Top of Dataset records
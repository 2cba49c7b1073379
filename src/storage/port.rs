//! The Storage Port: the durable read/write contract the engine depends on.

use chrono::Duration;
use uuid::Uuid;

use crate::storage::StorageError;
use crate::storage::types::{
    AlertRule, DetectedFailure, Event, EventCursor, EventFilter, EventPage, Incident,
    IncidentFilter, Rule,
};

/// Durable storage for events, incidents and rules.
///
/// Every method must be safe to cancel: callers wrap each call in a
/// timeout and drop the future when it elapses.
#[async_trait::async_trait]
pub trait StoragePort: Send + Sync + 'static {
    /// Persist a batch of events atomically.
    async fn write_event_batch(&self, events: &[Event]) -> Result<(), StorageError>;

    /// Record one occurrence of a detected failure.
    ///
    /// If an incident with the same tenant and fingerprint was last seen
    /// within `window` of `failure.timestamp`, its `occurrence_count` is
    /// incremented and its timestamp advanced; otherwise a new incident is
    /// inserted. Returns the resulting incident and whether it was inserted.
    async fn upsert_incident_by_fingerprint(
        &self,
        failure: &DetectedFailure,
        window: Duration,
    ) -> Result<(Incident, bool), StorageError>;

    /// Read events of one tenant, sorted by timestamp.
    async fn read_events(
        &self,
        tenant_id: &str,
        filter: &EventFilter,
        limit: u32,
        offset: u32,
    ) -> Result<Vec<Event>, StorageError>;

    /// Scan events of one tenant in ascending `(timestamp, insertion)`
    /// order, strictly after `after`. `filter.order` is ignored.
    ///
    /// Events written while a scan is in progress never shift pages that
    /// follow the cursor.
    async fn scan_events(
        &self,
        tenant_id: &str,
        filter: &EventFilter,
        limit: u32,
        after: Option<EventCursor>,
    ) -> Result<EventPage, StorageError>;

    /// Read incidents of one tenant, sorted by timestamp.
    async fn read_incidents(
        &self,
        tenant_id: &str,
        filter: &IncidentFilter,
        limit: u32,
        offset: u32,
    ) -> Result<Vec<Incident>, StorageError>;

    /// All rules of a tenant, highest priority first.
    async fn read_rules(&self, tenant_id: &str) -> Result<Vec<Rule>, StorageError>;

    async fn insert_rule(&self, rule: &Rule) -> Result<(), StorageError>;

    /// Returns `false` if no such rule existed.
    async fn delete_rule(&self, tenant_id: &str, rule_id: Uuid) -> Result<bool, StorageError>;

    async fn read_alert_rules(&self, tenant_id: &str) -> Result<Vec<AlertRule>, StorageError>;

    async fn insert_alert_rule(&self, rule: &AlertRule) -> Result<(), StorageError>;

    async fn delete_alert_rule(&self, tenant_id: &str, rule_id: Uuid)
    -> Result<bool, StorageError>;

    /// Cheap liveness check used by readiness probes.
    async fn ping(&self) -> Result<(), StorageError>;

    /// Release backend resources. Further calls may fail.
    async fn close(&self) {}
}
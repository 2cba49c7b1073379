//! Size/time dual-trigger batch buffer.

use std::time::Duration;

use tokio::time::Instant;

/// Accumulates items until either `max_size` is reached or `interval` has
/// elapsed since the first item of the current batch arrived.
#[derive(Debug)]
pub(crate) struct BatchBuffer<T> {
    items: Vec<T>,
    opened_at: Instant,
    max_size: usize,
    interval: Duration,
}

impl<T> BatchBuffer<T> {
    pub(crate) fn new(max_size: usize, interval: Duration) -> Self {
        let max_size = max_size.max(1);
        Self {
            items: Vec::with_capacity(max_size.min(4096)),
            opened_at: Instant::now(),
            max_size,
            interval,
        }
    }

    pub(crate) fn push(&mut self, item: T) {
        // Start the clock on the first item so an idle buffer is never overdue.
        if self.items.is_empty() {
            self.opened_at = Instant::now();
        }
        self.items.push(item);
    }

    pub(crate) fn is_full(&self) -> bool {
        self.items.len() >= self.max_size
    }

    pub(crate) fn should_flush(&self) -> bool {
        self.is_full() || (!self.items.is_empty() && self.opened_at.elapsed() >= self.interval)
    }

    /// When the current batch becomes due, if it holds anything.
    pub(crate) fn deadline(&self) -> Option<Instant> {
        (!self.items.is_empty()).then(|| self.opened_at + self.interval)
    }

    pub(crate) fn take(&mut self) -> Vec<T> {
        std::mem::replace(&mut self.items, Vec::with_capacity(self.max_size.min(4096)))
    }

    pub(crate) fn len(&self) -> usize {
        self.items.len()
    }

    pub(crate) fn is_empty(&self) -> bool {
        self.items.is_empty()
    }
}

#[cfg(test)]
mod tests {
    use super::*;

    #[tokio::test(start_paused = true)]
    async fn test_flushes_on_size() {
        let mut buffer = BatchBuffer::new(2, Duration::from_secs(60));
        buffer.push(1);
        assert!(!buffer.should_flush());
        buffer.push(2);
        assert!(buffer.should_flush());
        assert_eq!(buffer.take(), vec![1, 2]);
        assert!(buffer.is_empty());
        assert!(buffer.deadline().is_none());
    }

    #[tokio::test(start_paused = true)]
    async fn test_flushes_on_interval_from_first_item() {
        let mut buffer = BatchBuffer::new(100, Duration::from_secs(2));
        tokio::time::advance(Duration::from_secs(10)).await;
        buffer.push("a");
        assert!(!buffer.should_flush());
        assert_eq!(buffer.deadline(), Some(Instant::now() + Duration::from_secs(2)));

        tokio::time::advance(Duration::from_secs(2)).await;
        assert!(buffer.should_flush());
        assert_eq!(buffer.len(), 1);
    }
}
Bottom of Dataset records
Work item
Among the lines above, which hold the word "Duration"? Report each one.

Finished task
use chrono::Duration;
        window: Duration,
use std::time::Duration;
    interval: Duration,
    pub(crate) fn new(max_size: usize, interval: Duration) -> Self {
        let mut buffer = BatchBuffer::new(2, Duration::from_secs(60));
        let mut buffer = BatchBuffer::new(100, Duration::from_secs(2));
        tokio::time::advance(Duration::from_secs(10)).await;
        assert_eq!(buffer.deadline(), Some(Instant::now() + Duration::from_secs(2)));
        tokio::time::advance(Duration::from_secs(2)).await;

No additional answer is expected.